For me, it's the generic answers. If I'm using online chat on my University's Library page it gives me extremely generic answers which don't lead anywhere or help with the problem.
@artkhromov food delivery apps using chatbots is where I've faced this issue the most. You literally have to explain an issue multiple times. Even the customer support agent behind the bot keeps switching and you have to explain the issue to a new agent all over again.
@krupa_bhagat Chatbots are great to enable content discovery ... Chatbots initiated automatically, later manned by people behind help move the conversation forward. But chatbots fail when the product is a experience one and the chatbot becomes an additional layer of impersonal interaction .. some top of mind thoughts!
@krupa_bhagat@srama79 Tottally agree. At current technology stage, best chatbots are the ones that are monitored and that a human takes over when the chatbot does not understands
I use an app to plan my wedding, and the bot keeps on sending me the same message every day, even if I disable it or answer that I don't need help, it comes back every time I log in. The bot automation spams the user experience and needs to be implemented carefully.
@cica_laure_mbappe How true...its a wedding, an experience. I wish there were more human interactions delivering these experiences. They might make it a bit more fun and help realize value, than these intrusive chatbots
@chnsydney Thanks for pinging me @chnsydney, this is an interesting conversation, looking forward to finding out what people don't like about chatbots :3
@bastien_botella1@chnsydney Hey! I've never found chatbots helpful if I'm trying to navigate through a site to find specific content. The chatbots that are monitored are still better as an actual person takes over at some point.
@chnsydney@krupa_bhagat Well to be honest, chatbots are like pretty much any other interfaces, they can be very useful in some situations, and absolutely useless in others. For instance, my company (Clevy.io) sells chatbots to large companies for internal use, these chatbots answer generic questions and people gain time because they don't need to search through endless faq to find informations abd get it from the chatbot 90% of the time. On the other hand there are a bunch of chabots we refuse to develop as we know they wouldn't be great and it'd be frustrating for the user down the line.
Also, while giving a personality to a chatbot is imo a good practice, it is quite a bad idea to get the chatbot to pretend it's a human, because it is not.
People tend to forget that chatbots exist for very specific use cases and are not meant to replace websites, they're just an other interface that sometimes is suitable to a usage, sometimes is not.
@chnsydney@bastien_botella1 Thanks for your response. I totally agree with you. Chatbots can be very useful in certain situations as you mentioned. I guess it also depends on how it has been made to function on different sites.
@chnsydney@krupa_bhagat@bastien_botella1 Great thoughts @bastien_botella1 .. Chatbots that make it easy to discover codified content serve a big value, in helping make discovery in complex site easier. I see chatbots as a panacea ... a way to answer all questions today, which we hope to change in the future...
Honestly, the generic nature of the chatbot is annoying. They should be more purpose-built, because I don't think the AI is really good enough yet for a generic solution that replaces a human.
@edita Even the 'talk to a real person' option takes forever. The standard response times on these chatbots are not quick enough to solve an end-users queries.
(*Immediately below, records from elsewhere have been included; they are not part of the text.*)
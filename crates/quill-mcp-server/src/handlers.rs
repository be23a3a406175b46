//! Built-in handlers for the core MCP methods. Each serves from the
//! registry snapshot it was built with.

use std::collections::HashMap;
use std::sync::{Arc, RwLock};

use async_trait::async_trait;
use serde_json::{json, Value};
use tracing::{debug, info};

use quill_mcp_protocol::{
    CallToolParams, CallToolResult, GetPromptParams, ListPromptsResult,
    ListResourceTemplatesResult, ListResourcesResult, ListToolsResult, LoggingLevel, McpError,
    McpResult, ReadResourceParams, ResourceTemplate, SetLevelParams,
};

use crate::prompt::McpPrompt;
use crate::resource::McpResource;
use crate::server::McpHandler;
use crate::tool::McpTool;

type ToolRegistry = Arc<HashMap<String, Arc<dyn McpTool>>>;
type PromptRegistry = Arc<HashMap<String, Arc<dyn McpPrompt>>>;
type ResourceRegistry = Arc<HashMap<String, Arc<dyn McpResource>>>;

fn parse_params<T: serde::de::DeserializeOwned>(params: Option<Value>) -> McpResult<T> {
    let params = params.ok_or_else(|| McpError::invalid_params("missing params"))?;
    serde_json::from_value(params).map_err(|e| McpError::invalid_params(e.to_string()))
}

/// `ping`. Returns an empty object so the client knows the session is alive.
pub struct PingHandler;

#[async_trait]
impl McpHandler for PingHandler {
    async fn handle(&self, _params: Option<Value>) -> McpResult<Value> {
        Ok(json!({}))
    }
}

/// `tools/list`.
pub struct ToolsListHandler {
    tools: ToolRegistry,
}

impl ToolsListHandler {
    pub fn new(tools: ToolRegistry) -> Self {
        Self { tools }
    }
}

#[async_trait]
impl McpHandler for ToolsListHandler {
    async fn handle(&self, _params: Option<Value>) -> McpResult<Value> {
        let mut tools: Vec<_> = self.tools.values().map(|t| t.descriptor()).collect();
        tools.sort_by(|a, b| a.name.cmp(&b.name));
        Ok(serde_json::to_value(ListToolsResult { tools })?)
    }
}

/// `tools/call`. Execution failures are reported in-band with
/// `isError: true` rather than as JSON-RPC errors, so a broken tool does
/// not look like a broken session.
pub struct ToolsCallHandler {
    tools: ToolRegistry,
}

impl ToolsCallHandler {
    pub fn new(tools: ToolRegistry) -> Self {
        Self { tools }
    }
}

#[async_trait]
impl McpHandler for ToolsCallHandler {
    async fn handle(&self, params: Option<Value>) -> McpResult<Value> {
        let params: CallToolParams = parse_params(params)?;

        let result = match self.tools.get(&params.name) {
            None => CallToolResult::error(format!("Unknown tool: {}", params.name)),
            Some(tool) => {
                debug!(tool = %params.name, "calling tool");
                match tool.call(params.arguments).await {
                    Ok(result) => result,
                    Err(e) => CallToolResult::error(e.to_string()),
                }
            }
        };
        Ok(serde_json::to_value(result)?)
    }
}

/// `prompts/list`.
pub struct PromptsListHandler {
    prompts: PromptRegistry,
}

impl PromptsListHandler {
    pub fn new(prompts: PromptRegistry) -> Self {
        Self { prompts }
    }
}

#[async_trait]
impl McpHandler for PromptsListHandler {
    async fn handle(&self, _params: Option<Value>) -> McpResult<Value> {
        let mut prompts: Vec<_> = self.prompts.values().map(|p| p.descriptor()).collect();
        prompts.sort_by(|a, b| a.name.cmp(&b.name));
        Ok(serde_json::to_value(ListPromptsResult { prompts })?)
    }
}

/// `prompts/get`.
pub struct PromptsGetHandler {
    prompts: PromptRegistry,
}

impl PromptsGetHandler {
    pub fn new(prompts: PromptRegistry) -> Self {
        Self { prompts }
    }
}

#[async_trait]
impl McpHandler for PromptsGetHandler {
    async fn handle(&self, params: Option<Value>) -> McpResult<Value> {
        let params: GetPromptParams = parse_params(params)?;
        let prompt = self
            .prompts
            .get(&params.name)
            .ok_or_else(|| McpError::PromptNotFound(params.name.clone()))?;
        let result = prompt.render(params.arguments).await?;
        Ok(serde_json::to_value(result)?)
    }
}

/// `resources/list`.
pub struct ResourcesListHandler {
    resources: ResourceRegistry,
}

impl ResourcesListHandler {
    pub fn new(resources: ResourceRegistry) -> Self {
        Self { resources }
    }
}

#[async_trait]
impl McpHandler for ResourcesListHandler {
    async fn handle(&self, _params: Option<Value>) -> McpResult<Value> {
        let mut resources: Vec<_> = self.resources.values().map(|r| r.descriptor()).collect();
        resources.sort_by(|a, b| a.uri.cmp(&b.uri));
        Ok(serde_json::to_value(ListResourcesResult { resources })?)
    }
}

/// `resources/read`.
pub struct ResourcesReadHandler {
    resources: ResourceRegistry,
}

impl ResourcesReadHandler {
    pub fn new(resources: ResourceRegistry) -> Self {
        Self { resources }
    }
}

#[async_trait]
impl McpHandler for ResourcesReadHandler {
    async fn handle(&self, params: Option<Value>) -> McpResult<Value> {
        let params: ReadResourceParams = parse_params(params)?;
        let resource = self
            .resources
            .get(&params.uri)
            .ok_or_else(|| McpError::ResourceNotFound(params.uri.clone()))?;
        let result = resource.read().await?;
        Ok(serde_json::to_value(result)?)
    }
}

/// `resources/templates/list`.
pub struct ResourceTemplatesHandler {
    templates: Vec<ResourceTemplate>,
}

impl ResourceTemplatesHandler {
    pub fn new(templates: Vec<ResourceTemplate>) -> Self {
        Self { templates }
    }
}

#[async_trait]
impl McpHandler for ResourceTemplatesHandler {
    async fn handle(&self, _params: Option<Value>) -> McpResult<Value> {
        Ok(serde_json::to_value(ListResourceTemplatesResult {
            resource_templates: self.templates.clone(),
        })?)
    }
}

/// `logging/setLevel`. Remembers the client's requested minimum severity
/// for `notifications/message` filtering.
pub struct LoggingSetLevelHandler {
    level: Arc<RwLock<LoggingLevel>>,
}

impl LoggingSetLevelHandler {
    pub fn new() -> Self {
        Self {
            level: Arc::new(RwLock::new(LoggingLevel::Info)),
        }
    }

    pub fn level_handle(&self) -> Arc<RwLock<LoggingLevel>> {
        Arc::clone(&self.level)
    }
}

impl Default for LoggingSetLevelHandler {
    fn default() -> Self {
        Self::new()
    }
}

#[async_trait]
impl McpHandler for LoggingSetLevelHandler {
    async fn handle(&self, params: Option<Value>) -> McpResult<Value> {
        let params: SetLevelParams = parse_params(params)?;
        if let Ok(mut level) = self.level.write() {
            *level = params.level;
        }
        info!(level = %params.level, "log level set by client");
        Ok(json!({}))
    }
}

#[cfg(test)]
mod tests {
    use super::*;
    use quill_mcp_protocol::{Tool, ToolSchema};

    struct EchoTool;

    #[async_trait]
    impl McpTool for EchoTool {
        fn descriptor(&self) -> Tool {
            Tool::new("echo", ToolSchema::object())
        }

        async fn call(&self, arguments: Option<Value>) -> McpResult<CallToolResult> {
            let text = arguments
                .and_then(|a| a.get("text").and_then(|t| t.as_str().map(String::from)))
                .ok_or_else(|| McpError::missing_param("text"))?;
            Ok(CallToolResult::from_text(text))
        }
    }

    fn echo_registry() -> ToolRegistry {
        let mut tools: HashMap<String, Arc<dyn McpTool>> = HashMap::new();
        tools.insert("echo".to_string(), Arc::new(EchoTool));
        Arc::new(tools)
    }

    #[tokio::test]
    async fn test_ping_returns_empty_object() {
        let result = PingHandler.handle(None).await.unwrap();
        assert_eq!(result, json!({}));
    }

    #[tokio::test]
    async fn test_tools_list() {
        let handler = ToolsListHandler::new(echo_registry());
        let result = handler.handle(None).await.unwrap();
        assert_eq!(result["tools"][0]["name"], json!("echo"));
    }

    #[tokio::test]
    async fn test_tools_call_success() {
        let handler = ToolsCallHandler::new(echo_registry());
        let result = handler
            .handle(Some(json!({"name": "echo", "arguments": {"text": "hi"}})))
            .await
            .unwrap();
        assert_eq!(result["content"][0]["text"], json!("hi"));
        assert!(result.get("isError").is_none());
    }

    #[tokio::test]
    async fn test_tools_call_unknown_tool_is_in_band_error() {
        let handler = ToolsCallHandler::new(echo_registry());
        let result = handler
            .handle(Some(json!({"name": "missing"})))
            .await
            .unwrap();
        assert_eq!(result["isError"], json!(true));
        assert_eq!(result["content"][0]["text"], json!("Unknown tool: missing"));
    }

    #[tokio::test]
    async fn test_tools_call_failure_is_in_band_error() {
        let handler = ToolsCallHandler::new(echo_registry());
        let result = handler
            .handle(Some(json!({"name": "echo"})))
            .await
            .unwrap();
        assert_eq!(result["isError"], json!(true));
    }

    #[tokio::test]
    async fn test_tools_call_rejects_missing_name() {
        let handler = ToolsCallHandler::new(echo_registry());
        let err = handler.handle(Some(json!({}))).await.unwrap_err();
        assert!(matches!(err, McpError::InvalidParameters(_)));
    }

    #[tokio::test]
    async fn test_set_level_updates_shared_handle() {
        let handler = LoggingSetLevelHandler::new();
        let level = handler.level_handle();
        handler
            .handle(Some(json!({"level": "warning"})))
            .await
            .unwrap();
        assert_eq!(*level.read().unwrap(), LoggingLevel::Warning);
    }
}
I have had the experience of working as a conversation designer for chatbots. It's quite interesting.
Not all chatbots offer generic answers, some are customized to the audiences & make for interesting conversations.
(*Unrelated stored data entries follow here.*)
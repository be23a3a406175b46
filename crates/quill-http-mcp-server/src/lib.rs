//! # HTTP Front End for MCP
//!
//! Serves MCP over HTTP: clients open a long-lived SSE stream on the SSE
//! path and post JSON-RPC messages to the messages path, addressed by the
//! `session_id` assigned when the stream opened. Server-to-client traffic
//! is broadcast to every open stream as `message` events.

pub mod server;
pub mod sse;

pub use server::{HttpMcpServer, HttpServerConfig};
pub use sse::SseServerTransport;

use quill_mcp_json_rpc::{CodecError, ErrorObject};
use quill_mcp_server::ServerError;

/// Result type for the HTTP front end
pub type Result<T> = std::result::Result<T, HttpServerError>;

/// Errors the HTTP layer reports. Request-scoped variants map onto
/// JSON-RPC error objects for the response body.
#[derive(Debug, thiserror::Error)]
pub enum HttpServerError {
    #[error("Session not found: {0}")]
    SessionNotFound(String),

    #[error("Request body too large (limit {0} bytes)")]
    BodyTooLarge(usize),

    #[error("Codec error: {0}")]
    Codec(#[from] CodecError),

    #[error("Server error: {0}")]
    Server(#[from] ServerError),

    #[error("I/O error: {0}")]
    Io(#[from] std::io::Error),

    #[error("HTTP error: {0}")]
    Http(#[from] hyper::Error),
}

impl HttpServerError {
    /// The JSON-RPC error object a request-scoped failure reports as.
    pub fn to_error_object(&self) -> ErrorObject {
        match self {
            HttpServerError::SessionNotFound(id) => ErrorObject::session_not_found(id),
            HttpServerError::Codec(e) => e.to_error_object(),
            HttpServerError::BodyTooLarge(_) => ErrorObject::invalid_request(self.to_string()),
            other => ErrorObject::internal_error(other.to_string()),
        }
    }
}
The thing I dislike about chatbots is beginning from the starting point. Once you are into a conversation it should understand the context.
@social_genietalk
the typical user experience of a chatbot is a popup, which is extremely annoying to say the list. More often than not I close the website with an intrusive chat bot functionality
It has to be the loop they keep the user in, no matter what your actual query is. Since they are trained to observe keywords and come up with Knowledge base. But most times, a quick access to support team helps to save a lot of time
I absolutely hate it when you ask it something twice and it replies with the exact same thing. For example if you say "how do I do xyz" and it replies with "have you tried abc", then you reply with the same thing about how to do xyz. It should have some basic pattern recognition to just say that it doesn't know. Otherwise it kills the whole experience.